◆ Problem statement:
When a line contains the string "derive", it counts once; give the total of such lines in the entries below and nothing else.
═══ Supplied data
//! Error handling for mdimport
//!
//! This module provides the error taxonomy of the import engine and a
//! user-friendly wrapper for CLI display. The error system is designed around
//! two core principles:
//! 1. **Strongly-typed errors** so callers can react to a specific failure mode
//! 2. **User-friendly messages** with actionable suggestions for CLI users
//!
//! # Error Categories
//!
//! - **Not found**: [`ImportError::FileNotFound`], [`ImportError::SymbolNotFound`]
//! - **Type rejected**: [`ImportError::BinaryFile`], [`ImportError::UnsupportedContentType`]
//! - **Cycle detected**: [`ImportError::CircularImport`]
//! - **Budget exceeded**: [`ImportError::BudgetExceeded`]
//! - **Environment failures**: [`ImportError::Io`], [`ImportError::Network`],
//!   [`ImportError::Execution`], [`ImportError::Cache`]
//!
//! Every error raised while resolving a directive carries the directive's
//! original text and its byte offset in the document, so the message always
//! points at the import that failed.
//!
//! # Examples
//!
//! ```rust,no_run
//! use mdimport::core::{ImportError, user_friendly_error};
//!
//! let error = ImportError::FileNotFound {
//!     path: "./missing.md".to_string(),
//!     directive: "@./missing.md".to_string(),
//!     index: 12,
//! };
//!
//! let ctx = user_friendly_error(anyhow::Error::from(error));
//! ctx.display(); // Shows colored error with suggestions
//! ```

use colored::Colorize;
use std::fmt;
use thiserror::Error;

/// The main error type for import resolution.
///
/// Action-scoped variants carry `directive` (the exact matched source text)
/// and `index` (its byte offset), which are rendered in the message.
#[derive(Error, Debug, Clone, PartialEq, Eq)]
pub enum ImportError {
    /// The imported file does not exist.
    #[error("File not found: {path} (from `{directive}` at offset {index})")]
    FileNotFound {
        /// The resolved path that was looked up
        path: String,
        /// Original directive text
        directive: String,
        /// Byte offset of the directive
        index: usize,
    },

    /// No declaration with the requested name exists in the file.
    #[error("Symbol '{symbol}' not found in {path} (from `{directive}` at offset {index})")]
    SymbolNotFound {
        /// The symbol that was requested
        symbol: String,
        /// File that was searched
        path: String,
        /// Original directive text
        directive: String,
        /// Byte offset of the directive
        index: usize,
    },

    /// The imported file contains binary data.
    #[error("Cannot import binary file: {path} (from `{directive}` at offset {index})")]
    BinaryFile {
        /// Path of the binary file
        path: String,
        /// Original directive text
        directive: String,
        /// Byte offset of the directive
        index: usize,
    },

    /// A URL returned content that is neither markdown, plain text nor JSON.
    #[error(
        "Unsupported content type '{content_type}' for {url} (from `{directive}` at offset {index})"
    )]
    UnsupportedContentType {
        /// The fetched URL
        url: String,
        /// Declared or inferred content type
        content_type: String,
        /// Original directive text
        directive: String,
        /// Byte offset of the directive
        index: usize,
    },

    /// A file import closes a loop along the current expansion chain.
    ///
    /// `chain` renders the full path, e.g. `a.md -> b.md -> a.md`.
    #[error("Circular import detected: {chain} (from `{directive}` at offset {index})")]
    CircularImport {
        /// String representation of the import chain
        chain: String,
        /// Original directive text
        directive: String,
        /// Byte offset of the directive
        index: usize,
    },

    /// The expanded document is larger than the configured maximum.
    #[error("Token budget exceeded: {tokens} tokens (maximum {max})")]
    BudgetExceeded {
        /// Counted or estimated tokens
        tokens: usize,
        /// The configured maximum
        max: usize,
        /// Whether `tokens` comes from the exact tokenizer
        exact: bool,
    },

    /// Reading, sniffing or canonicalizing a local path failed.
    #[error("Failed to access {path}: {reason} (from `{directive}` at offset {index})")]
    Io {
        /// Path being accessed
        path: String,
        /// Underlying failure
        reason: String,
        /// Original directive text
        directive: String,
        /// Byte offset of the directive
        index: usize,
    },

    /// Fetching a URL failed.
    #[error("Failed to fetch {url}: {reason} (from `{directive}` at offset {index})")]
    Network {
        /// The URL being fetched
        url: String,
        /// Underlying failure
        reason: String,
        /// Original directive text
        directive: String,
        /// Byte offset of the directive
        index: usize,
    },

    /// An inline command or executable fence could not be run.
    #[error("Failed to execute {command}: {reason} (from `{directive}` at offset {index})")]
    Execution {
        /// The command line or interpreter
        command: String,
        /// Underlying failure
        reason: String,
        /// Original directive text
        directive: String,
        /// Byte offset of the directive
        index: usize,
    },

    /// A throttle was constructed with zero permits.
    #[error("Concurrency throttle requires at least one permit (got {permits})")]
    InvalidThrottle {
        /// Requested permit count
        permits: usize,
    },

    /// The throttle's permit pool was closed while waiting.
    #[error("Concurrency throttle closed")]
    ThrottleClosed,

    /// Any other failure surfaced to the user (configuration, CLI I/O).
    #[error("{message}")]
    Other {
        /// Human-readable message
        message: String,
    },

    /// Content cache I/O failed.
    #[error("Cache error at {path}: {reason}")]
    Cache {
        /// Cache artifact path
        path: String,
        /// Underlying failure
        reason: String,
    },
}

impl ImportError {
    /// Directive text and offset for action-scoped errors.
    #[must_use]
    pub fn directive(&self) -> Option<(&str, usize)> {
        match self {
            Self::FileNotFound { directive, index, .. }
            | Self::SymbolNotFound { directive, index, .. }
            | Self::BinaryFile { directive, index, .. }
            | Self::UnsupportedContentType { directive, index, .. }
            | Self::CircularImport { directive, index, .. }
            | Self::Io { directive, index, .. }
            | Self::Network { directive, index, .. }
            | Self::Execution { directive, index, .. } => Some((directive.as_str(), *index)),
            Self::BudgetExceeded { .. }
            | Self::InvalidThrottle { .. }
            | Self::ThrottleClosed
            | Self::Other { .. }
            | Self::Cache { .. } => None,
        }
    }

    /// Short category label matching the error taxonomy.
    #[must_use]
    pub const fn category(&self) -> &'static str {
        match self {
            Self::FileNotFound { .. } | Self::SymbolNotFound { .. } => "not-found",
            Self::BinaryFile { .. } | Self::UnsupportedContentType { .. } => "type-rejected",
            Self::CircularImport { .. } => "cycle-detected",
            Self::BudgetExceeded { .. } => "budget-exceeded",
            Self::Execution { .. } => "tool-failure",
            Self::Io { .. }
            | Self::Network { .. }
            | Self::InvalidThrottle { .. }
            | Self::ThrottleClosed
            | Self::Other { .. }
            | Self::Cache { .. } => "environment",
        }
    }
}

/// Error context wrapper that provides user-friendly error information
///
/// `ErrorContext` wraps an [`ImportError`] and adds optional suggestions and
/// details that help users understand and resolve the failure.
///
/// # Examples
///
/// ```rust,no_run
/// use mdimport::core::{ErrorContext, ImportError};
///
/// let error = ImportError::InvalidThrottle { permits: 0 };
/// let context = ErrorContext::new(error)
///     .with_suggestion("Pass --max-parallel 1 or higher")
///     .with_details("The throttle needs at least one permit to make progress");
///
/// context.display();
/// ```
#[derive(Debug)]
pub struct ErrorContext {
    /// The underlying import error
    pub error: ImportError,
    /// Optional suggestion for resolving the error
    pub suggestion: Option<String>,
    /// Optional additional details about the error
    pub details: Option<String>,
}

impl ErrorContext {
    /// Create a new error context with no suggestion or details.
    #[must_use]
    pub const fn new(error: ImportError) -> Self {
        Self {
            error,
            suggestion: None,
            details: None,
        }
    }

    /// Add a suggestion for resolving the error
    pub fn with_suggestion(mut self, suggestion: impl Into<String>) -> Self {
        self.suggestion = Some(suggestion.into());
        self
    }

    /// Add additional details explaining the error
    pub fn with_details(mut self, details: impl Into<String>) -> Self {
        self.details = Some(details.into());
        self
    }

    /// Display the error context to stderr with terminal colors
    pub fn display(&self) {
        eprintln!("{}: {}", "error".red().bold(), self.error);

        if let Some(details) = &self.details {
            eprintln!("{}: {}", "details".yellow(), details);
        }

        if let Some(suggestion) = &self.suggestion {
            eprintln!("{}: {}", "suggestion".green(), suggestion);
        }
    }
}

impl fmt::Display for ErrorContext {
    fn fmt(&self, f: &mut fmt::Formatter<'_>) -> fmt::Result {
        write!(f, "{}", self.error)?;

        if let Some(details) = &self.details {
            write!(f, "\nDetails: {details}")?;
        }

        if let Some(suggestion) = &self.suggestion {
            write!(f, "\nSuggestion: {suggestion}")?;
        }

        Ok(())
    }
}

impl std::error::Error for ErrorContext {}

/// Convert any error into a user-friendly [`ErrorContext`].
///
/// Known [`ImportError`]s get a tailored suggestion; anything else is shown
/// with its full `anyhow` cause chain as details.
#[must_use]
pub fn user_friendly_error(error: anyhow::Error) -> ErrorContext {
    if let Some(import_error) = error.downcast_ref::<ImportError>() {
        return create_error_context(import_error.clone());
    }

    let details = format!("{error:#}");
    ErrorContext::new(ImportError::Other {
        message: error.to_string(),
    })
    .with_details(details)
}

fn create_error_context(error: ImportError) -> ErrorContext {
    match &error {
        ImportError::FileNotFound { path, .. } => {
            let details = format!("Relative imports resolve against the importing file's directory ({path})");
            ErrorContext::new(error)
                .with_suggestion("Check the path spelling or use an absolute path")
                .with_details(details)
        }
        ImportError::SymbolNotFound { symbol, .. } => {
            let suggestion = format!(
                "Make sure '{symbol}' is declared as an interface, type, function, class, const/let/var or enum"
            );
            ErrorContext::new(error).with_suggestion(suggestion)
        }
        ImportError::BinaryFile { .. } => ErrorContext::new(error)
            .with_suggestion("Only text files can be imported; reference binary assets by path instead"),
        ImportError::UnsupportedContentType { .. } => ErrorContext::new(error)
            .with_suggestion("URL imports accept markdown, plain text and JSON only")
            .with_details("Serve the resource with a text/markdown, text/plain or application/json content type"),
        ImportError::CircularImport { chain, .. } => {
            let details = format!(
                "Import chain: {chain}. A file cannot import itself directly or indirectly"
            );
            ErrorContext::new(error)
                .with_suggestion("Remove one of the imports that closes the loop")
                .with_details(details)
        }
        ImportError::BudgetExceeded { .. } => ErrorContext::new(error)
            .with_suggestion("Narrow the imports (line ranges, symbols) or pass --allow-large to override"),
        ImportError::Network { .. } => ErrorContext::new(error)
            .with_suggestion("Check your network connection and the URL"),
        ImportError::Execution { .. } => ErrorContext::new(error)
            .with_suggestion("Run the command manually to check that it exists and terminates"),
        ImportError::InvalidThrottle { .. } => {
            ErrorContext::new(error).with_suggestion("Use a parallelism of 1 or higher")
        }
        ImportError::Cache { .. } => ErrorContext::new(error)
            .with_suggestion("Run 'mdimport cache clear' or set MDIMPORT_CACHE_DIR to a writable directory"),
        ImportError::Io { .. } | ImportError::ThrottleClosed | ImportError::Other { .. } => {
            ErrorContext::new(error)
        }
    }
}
══════
◆ Answer below:
2